Ma c’è un aspetto che il centrodestra savonese non ha ancora ben compreso. Non è vero che le amministrazioni comunali possono fare poco per la sicurezza dei propri cittadini. Certo non con i vigili di quartiere, un punto del programma elettorale della Caprioglio che ha rispolverato un’esperienza targata Maroni vecchia di almeno quindici anni, definita dagli esperti fallimentare, e che tutti speravamo fosse dimenticata. Non serve neppure la presenza dell’assessore alla sicurezza Paolo Ripamonti in piazza del Popolo un’ora alla settimana rinchiuso dentro un gabbiotto con i vetri a specchio per contrastare il degrado. Per non parlare dell’illegalità giuridica delle ronde o della richiesta ai cittadini di acquistare le telecamere per la video sorveglianza pubblica.
Non conoscendo in che modo e con quali mezzi si debba fronteggiare l’emergenza, il centrodestra savonese reagisce in modo scomposto e disordinato. Talvolta esortando la cittadinanza ad armarsi, altre volte invocando una modifica dell’articolo 52 del codice penale che ampli l’interpretazione della ‘legittima difesa’ a favore di un più generico ‘diritto di difesa’, da cui il passo alla vendetta sarebbe estremamente breve.

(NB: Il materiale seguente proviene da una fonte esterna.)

use log::debug;
use thiserror::Error;

use crate::color::Rgba;

/// Side length of the square brush, in pixels.
pub const BRUSH_WIDTH: i32 = 4;

#[derive(Debug, Error, PartialEq, Eq)]
pub enum SurfaceError {
    #[error("invalid surface dimension {width}x{height}")]
    InvalidDimension { width: i32, height: i32 },
}

#[derive(Debug, Clone, Copy, PartialEq, Eq)]
pub struct DirtyRect {
    pub x: i32,
    pub y: i32,
    pub width: i32,
    pub height: i32,
}

impl DirtyRect {
    pub fn union(self, other: DirtyRect) -> DirtyRect {
        let (ax0, ay0, ax1, ay1) = self.bounds();
        let (bx0, by0, bx1, by1) = other.bounds();
        DirtyRect::from_bounds(ax0.min(bx0), ay0.min(by0), ax1.max(bx1), ay1.max(by1))
    }

    pub fn clamp(self, width: u32, height: u32) -> Option<DirtyRect> {
        let (x0, y0, x1, y1) = self.bounds();
        let x0 = x0.max(0);
        let y0 = y0.max(0);
        let x1 = x1.min(i64::from(width));
        let y1 = y1.min(i64::from(height));
        if x0 >= x1 || y0 >= y1 {
            return None;
        }
        Some(DirtyRect::from_bounds(x0, y0, x1, y1))
    }

    fn bounds(&self) -> (i64, i64, i64, i64) {
        let x = i64::from(self.x);
        let y = i64::from(self.y);
        (x, y, x + i64::from(self.width), y + i64::from(self.height))
    }

    fn from_bounds(x0: i64, y0: i64, x1: i64, y1: i64) -> DirtyRect {
        let fit = |v: i64| v.clamp(i64::from(i32::MIN), i64::from(i32::MAX)) as i32;
        DirtyRect {
            x: fit(x0),
            y: fit(y0),
            width: fit(x1 - x0),
            height: fit(y1 - y0),
        }
    }

    pub fn contains(&self, x: i32, y: i32) -> bool {
        let (x0, y0, x1, y1) = self.bounds();
        let (x, y) = (i64::from(x), i64::from(y));
        x >= x0 && y >= y0 && x < x1 && y < y1
    }
}

/// Read-only view of the pixel buffer, handed to the host for presenting.
#[derive(Debug, Clone, Copy)]
pub struct Snapshot<'a> {
    pub width: u32,
    pub height: u32,
    pub pixels: &'a [u8],
}

impl Snapshot<'_> {
    pub fn pixel(&self, x: i32, y: i32) -> Option<Rgba> {
        let idx = pixel_index(self.width, self.height, x, y)?;
        let px = &self.pixels[idx..idx + 4];
        Some(Rgba::rgba(px[0], px[1], px[2], px[3]))
    }
}

/// RGBA pixel buffer with the two stamp primitives strokes are built from.
#[derive(Debug, Clone, PartialEq)]
pub struct RasterSurface {
    width: u32,
    height: u32,
    background: Rgba,
    pen_color: Rgba,
    pixels: Vec<u8>,
    damage: Option<DirtyRect>,
}

impl RasterSurface {
    pub fn new(width: i32, height: i32, background: Rgba) -> Result<Self, SurfaceError> {
        if width <= 0 || height <= 0 {
            return Err(SurfaceError::InvalidDimension { width, height });
        }

        let (width, height) = (width as u32, height as u32);
        let pixels = background
            .to_bytes()
            .repeat(width as usize * height as usize);
        debug!("allocated {width}x{height} surface, background {background}");

        Ok(Self {
            width,
            height,
            background,
            pen_color: Rgba::BLACK,
            pixels,
            damage: None,
        })
    }

    pub fn width(&self) -> u32 {
        self.width
    }

    pub fn height(&self) -> u32 {
        self.height
    }

    pub fn background(&self) -> Rgba {
        self.background
    }

    pub fn pen_color(&self) -> Rgba {
        self.pen_color
    }

    pub fn set_pen_color(&mut self, color: Rgba) {
        self.pen_color = color;
    }

    pub fn pixel(&self, x: i32, y: i32) -> Option<Rgba> {
        self.snapshot().pixel(x, y)
    }

    pub fn snapshot(&self) -> Snapshot<'_> {
        Snapshot {
            width: self.width,
            height: self.height,
            pixels: &self.pixels,
        }
    }

    /// Region touched since the last call, if any.
    pub fn take_damage(&mut self) -> Option<DirtyRect> {
        self.damage.take()
    }

    pub fn stamp_point(&mut self, x: i32, y: i32) {
        self.stamp_at(i64::from(x), i64::from(y));
    }

    /// Draws a brush-wide line from `(x0, y0)` to `(x1, y1)`.
    ///
    /// The segment is first clipped to the canvas grown by the brush width, so
    /// the walk never leaves the area where a stamp can still touch a pixel.
    pub fn stamp_line(&mut self, x0: i32, y0: i32, x1: i32, y1: i32) {
        let reach = i64::from(BRUSH_WIDTH);
        let bounds = (
            -reach,
            -reach,
            i64::from(self.width) + reach,
            i64::from(self.height) + reach,
        );
        let from = (i64::from(x0), i64::from(y0));
        let to = (i64::from(x1), i64::from(y1));
        let Some((from, to)) = clip_segment(from, to, bounds) else {
            return;
        };

        // bresenham
        let (x1, y1) = to;
        let dx = (x1 - from.0).abs();
        let dy = -(y1 - from.1).abs();
        let sx = if from.0 < x1 { 1 } else { -1 };
        let sy = if from.1 < y1 { 1 } else { -1 };

        let (mut x, mut y) = from;
        let mut err = dx + dy;
        loop {
            self.stamp_at(x, y);
            if x == x1 && y == y1 {
                break;
            }
            let e2 = 2 * err;
            if e2 >= dy {
                err += dy;
                x += sx;
            }
            if e2 <= dx {
                err += dx;
                y += sy;
            }
        }
    }

    fn stamp_at(&mut self, x: i64, y: i64) {
        let half = i64::from(BRUSH_WIDTH / 2);
        let x0 = (x - half).max(0);
        let y0 = (y - half).max(0);
        let x1 = (x - half + i64::from(BRUSH_WIDTH)).min(i64::from(self.width));
        let y1 = (y - half + i64::from(BRUSH_WIDTH)).min(i64::from(self.height));
        if x0 >= x1 || y0 >= y1 {
            return;
        }
        let clip = DirtyRect::from_bounds(x0, y0, x1, y1);

        let color = self.pen_color.to_bytes();
        for py in y0..y1 {
            let row = (py as usize * self.width as usize + x0 as usize) * 4;
            for px in self.pixels[row..row + (x1 - x0) as usize * 4].chunks_exact_mut(4) {
                px.copy_from_slice(&color);
            }
        }

        self.damage = Some(match self.damage {
            Some(prev) => prev.union(clip),
            None => clip,
        });
    }
}

/// Liang-Barsky clip of a segment against `(min_x, min_y, max_x, max_y)`.
/// Endpoints already inside the box are returned unchanged.
fn clip_segment(
    from: (i64, i64),
    to: (i64, i64),
    (min_x, min_y, max_x, max_y): (i64, i64, i64, i64),
) -> Option<((i64, i64), (i64, i64))> {
    let dx = (to.0 - from.0) as f64;
    let dy = (to.1 - from.1) as f64;
    let edges = [
        (-dx, (from.0 - min_x) as f64),
        (dx, (max_x - from.0) as f64),
        (-dy, (from.1 - min_y) as f64),
        (dy, (max_y - from.1) as f64),
    ];

    let (mut t0, mut t1) = (0.0_f64, 1.0_f64);
    for (p, q) in edges {
        if p == 0.0 {
            if q < 0.0 {
                return None;
            }
            continue;
        }
        let r = q / p;
        if p < 0.0 {
            if r > t1 {
                return None;
            }
            t0 = t0.max(r);
        } else {
            if r < t0 {
                return None;
            }
            t1 = t1.min(r);
        }
    }

    let at = |t: f64| {
        (
            (from.0 as f64 + t * dx).round() as i64,
            (from.1 as f64 + t * dy).round() as i64,
        )
    };
    let start = if t0 > 0.0 { at(t0) } else { from };
    let end = if t1 < 1.0 { at(t1) } else { to };
    Some((start, end))
}

fn pixel_index(width: u32, height: u32, x: i32, y: i32) -> Option<usize> {
    if x < 0 || y < 0 || x >= width as i32 || y >= height as i32 {
        return None;
    }
    Some((y as usize * width as usize + x as usize) * 4)
}
//! Raster painting core: a fixed-size pixel surface and a stroke history that
//! undoes strokes by painting them over in the background color.

pub mod app;
pub mod color;
pub mod config;
pub mod history;
pub mod stroke;
pub mod surface;
#[cfg(target_os = "linux")]
pub mod stylus;

pub use app::{AppError, Application, InputEvent, MainWindow, Outcome};
pub use color::{ColorError, Rgba};
pub use config::{AppConfig, ConfigError};
pub use history::{HistoryOptions, StrokeHistory};
pub use stroke::{Point, Stroke};
pub use surface::{DirtyRect, RasterSurface, Snapshot, SurfaceError, BRUSH_WIDTH};
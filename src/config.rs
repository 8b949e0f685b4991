use std::path::Path;

use log::{info, warn};
use serde::{Deserialize, Serialize};
use thiserror::Error;

use crate::color::{default_palette, Rgba};
use crate::history::HistoryOptions;

pub const CONFIG_FILE_NAME: &str = "lignum_paint.json";
/// Largest canvas side the host can upload as a single texture.
pub const MAX_CANVAS_SIZE: i32 = u16::MAX as i32;

#[derive(Debug, Error)]
pub enum ConfigError {
    #[error("failed to read {path}: {source}")]
    Io {
        path: String,
        #[source]
        source: std::io::Error,
    },
    #[error("invalid config: {0}")]
    Json(#[from] serde_json::Error),
    #[error("canvas size must be within 1..={max}, got {width}x{height}", max = MAX_CANVAS_SIZE)]
    InvalidCanvasSize { width: i32, height: i32 },
    #[error("palette must contain at least one color")]
    EmptyPalette,
    #[error("history limit must be at least 1")]
    ZeroHistoryLimit,
}

#[derive(Debug, Clone, PartialEq, Serialize, Deserialize)]
#[serde(default)]
pub struct AppConfig {
    pub canvas_width: i32,
    pub canvas_height: i32,
    pub background: Rgba,
    pub palette: Vec<Rgba>,
    pub undo_key: u32,
    pub redo_key: u32,
    pub history: HistoryOptions,
    /// evdev node of a pen tablet, e.g. `/dev/input/event15`. Linux only.
    pub stylus_device: Option<String>,
}

impl Default for AppConfig {
    fn default() -> Self {
        Self {
            canvas_width: 800,
            canvas_height: 600,
            background: Rgba::WHITE,
            palette: default_palette(),
            undo_key: 'Z' as u32,
            redo_key: 'Y' as u32,
            history: HistoryOptions::default(),
            stylus_device: None,
        }
    }
}

impl AppConfig {
    /// Loads the config at `path`, falling back to defaults when the file is missing.
    pub fn load(path: impl AsRef<Path>) -> Result<Self, ConfigError> {
        let path = path.as_ref();
        if !path.exists() {
            warn!("no config at {}, using defaults", path.display());
            return Ok(Self::default());
        }

        let content = std::fs::read_to_string(path).map_err(|source| ConfigError::Io {
            path: path.display().to_string(),
            source,
        })?;
        let config = Self::from_json(&content)?;
        info!("loaded config from {}", path.display());
        Ok(config)
    }

    pub fn from_json(json: &str) -> Result<Self, ConfigError> {
        let config: Self = serde_json::from_str(json)?;
        config.validate()?;
        Ok(config)
    }

    pub fn save(&self, path: impl AsRef<Path>) -> Result<(), ConfigError> {
        let path = path.as_ref();
        let json = serde_json::to_string_pretty(self)?;
        std::fs::write(path, json).map_err(|source| ConfigError::Io {
            path: path.display().to_string(),
            source,
        })
    }

    pub fn validate(&self) -> Result<(), ConfigError> {
        let valid = 1..=MAX_CANVAS_SIZE;
        if !valid.contains(&self.canvas_width) || !valid.contains(&self.canvas_height) {
            return Err(ConfigError::InvalidCanvasSize {
                width: self.canvas_width,
                height: self.canvas_height,
            });
        }
        if self.palette.is_empty() {
            return Err(ConfigError::EmptyPalette);
        }
        if self.history.limit == Some(0) {
            return Err(ConfigError::ZeroHistoryLimit);
        }
        Ok(())
    }
}

#[cfg(test)]
mod tests {
    use super::*;
    use pretty_assertions::assert_eq;

    #[test_log::test]
    fn empty_object_gives_defaults() {
        assert_eq!(AppConfig::from_json("{}").unwrap(), AppConfig::default());
    }

    #[test_log::test]
    fn partial_config_overrides_fields() {
        let config = AppConfig::from_json(
            r##"{
                "canvas_width": 320,
                "background": "#000000",
                "palette": ["#ff0000", "#00ff00"],
                "history": { "clear_redo_on_stroke": true }
            }"##,
        )
        .unwrap();

        assert_eq!(config.canvas_width, 320);
        assert_eq!(config.canvas_height, 600);
        assert_eq!(config.background, Rgba::BLACK);
        assert_eq!(config.palette, vec![Rgba::rgb(255, 0, 0), Rgba::rgb(0, 255, 0)]);
        assert!(config.history.clear_redo_on_stroke);
        assert_eq!(config.history.limit, None);
        assert_eq!(config.undo_key, 90);
        assert_eq!(config.redo_key, 89);
    }

    #[test_log::test]
    fn accepts_largest_texture_size() {
        let config =
            AppConfig::from_json(r#"{ "canvas_width": 65535, "canvas_height": 1 }"#).unwrap();
        assert_eq!(config.canvas_width, MAX_CANVAS_SIZE);
    }

    #[test_log::test]
    fn rejects_invalid_values() {
        assert!(matches!(
            AppConfig::from_json(r#"{ "canvas_height": 0 }"#),
            Err(ConfigError::InvalidCanvasSize { height: 0, .. })
        ));
        assert!(matches!(
            AppConfig::from_json(r#"{ "canvas_width": 70000 }"#),
            Err(ConfigError::InvalidCanvasSize { width: 70000, .. })
        ));
        assert!(matches!(
            AppConfig::from_json(r#"{ "palette": [] }"#),
            Err(ConfigError::EmptyPalette)
        ));
        assert!(matches!(
            AppConfig::from_json(r#"{ "history": { "limit": 0 } }"#),
            Err(ConfigError::ZeroHistoryLimit)
        ));
        assert!(matches!(
            AppConfig::from_json(r#"{ "background": "white" }"#),
            Err(ConfigError::Json(_))
        ));
    }
}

Ma l’ignoranza della materia raggiunge l’apice quando non si comprende che armando i cittadini non si scoraggia la malavita, semmai la si esorta ad armarsi meglio esponendo la cittadinanza a rischi ben maggiori. Non si riesce a capire, o si fa finta, che l’unico strumento attualmente ancora efficace per contrastare la microcriminalità è il welfare. Maggiori sono le tutele e le misure di inclusione sociale minori saranno ad esempio i reati contro il patrimonio. A dirlo sono le statistiche, studi specifici dimostrano che all’aumentare del divario sociale aumenta esponenzialmente la criminalità.

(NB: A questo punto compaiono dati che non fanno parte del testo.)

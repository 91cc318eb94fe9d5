//! HTTP server layer
//!
//! Axum server with:
//! - CORS (localhost only by default)
//! - Request tracing
//! - Graceful shutdown
//! - JSON error responses

pub mod error;
pub mod extractors;
pub mod routes;
pub mod server;

pub use error::ApiError;
pub use server::{build_router, run_server, AppState, ServerConfig, ServerError};
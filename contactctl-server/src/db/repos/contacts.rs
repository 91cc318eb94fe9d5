//! Contact repository
//!
//! Three fixed statements over the shared pool:
//! - get: single row by id, absent row is NotFound
//! - get_all: unfiltered scan, database order
//! - save: plain INSERT, returns rows affected

use async_trait::async_trait;
use sqlx::PgPool;

use super::DbError;
use crate::models::Contact;

/// Contact persistence (testable)
#[async_trait]
pub trait ContactStore: Send + Sync {
    /// Fetch one contact by id.
    async fn get(&self, id: i32) -> Result<Contact, DbError>;

    /// Fetch every contact, fully materialized.
    async fn get_all(&self) -> Result<Vec<Contact>, DbError>;

    /// Insert a contact, returning the number of rows affected.
    async fn save(&self, contact: &Contact) -> Result<u64, DbError>;
}

/// PostgreSQL-backed contact store
#[derive(Clone)]
pub struct PgContactStore {
    pool: PgPool,
}

impl PgContactStore {
    pub fn new(pool: PgPool) -> Self {
        Self { pool }
    }
}

#[async_trait]
impl ContactStore for PgContactStore {
    async fn get(&self, id: i32) -> Result<Contact, DbError> {
        sqlx::query_as::<_, Contact>(
            r#"
            SELECT id, firstname, lastname, phone, email
            FROM contact
            WHERE id = $1
            "#,
        )
        .bind(id)
        .fetch_optional(&self.pool)
        .await?
        .ok_or_else(|| DbError::NotFound {
            resource: "contact",
            id: id.to_string(),
        })
    }

    async fn get_all(&self) -> Result<Vec<Contact>, DbError> {
        let contacts = sqlx::query_as::<_, Contact>(
            r#"
            SELECT id, firstname, lastname, phone, email
            FROM contact
            "#,
        )
        .fetch_all(&self.pool)
        .await?;

        Ok(contacts)
    }

    async fn save(&self, contact: &Contact) -> Result<u64, DbError> {
        let result = sqlx::query(
            r#"
            INSERT INTO contact (id, firstname, lastname, phone, email)
            VALUES ($1, $2, $3, $4, $5)
            "#,
        )
        .bind(contact.id)
        .bind(&contact.firstname)
        .bind(&contact.lastname)
        .bind(&contact.phone)
        .bind(&contact.email)
        .execute(&self.pool)
        .await?;

        Ok(result.rows_affected())
    }
}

È chiaro che a Savona il centrodestra stia lavorando esattamente nella direzione opposta: la parola d’ordine è infatti tagli e aumento dei costi di tutti i servizi. Non è un caso che l’unica poltrona saltata fino ad ora sia proprio quella dell’ex assessore ai servizi sociali, occupata da Cristina Bellingeri, costretta a lavorare praticamente senza risorse. Eliminare le condizioni che costringono, nella maggior parte dei casi, a delinquere dovrebbe essere l’obiettivo di una amministrazione responsabile. Incoraggiare la ‘giustizia fai da te’ e l’abbattimento sistematico di chi delinque fa parte invece di una cultura di destra inaccettabile, che evidenzia tutta la sua incapacità di far corrispondere ai voti conquistati in campagna elettorale una buona amministrazione.

In attesa che queste grandi scoperte arrivino al destinatario, l’unico messaggio in grado di darci oggi il centrodestra savonese sembra essere: ‘per il momento arrangiatevi’.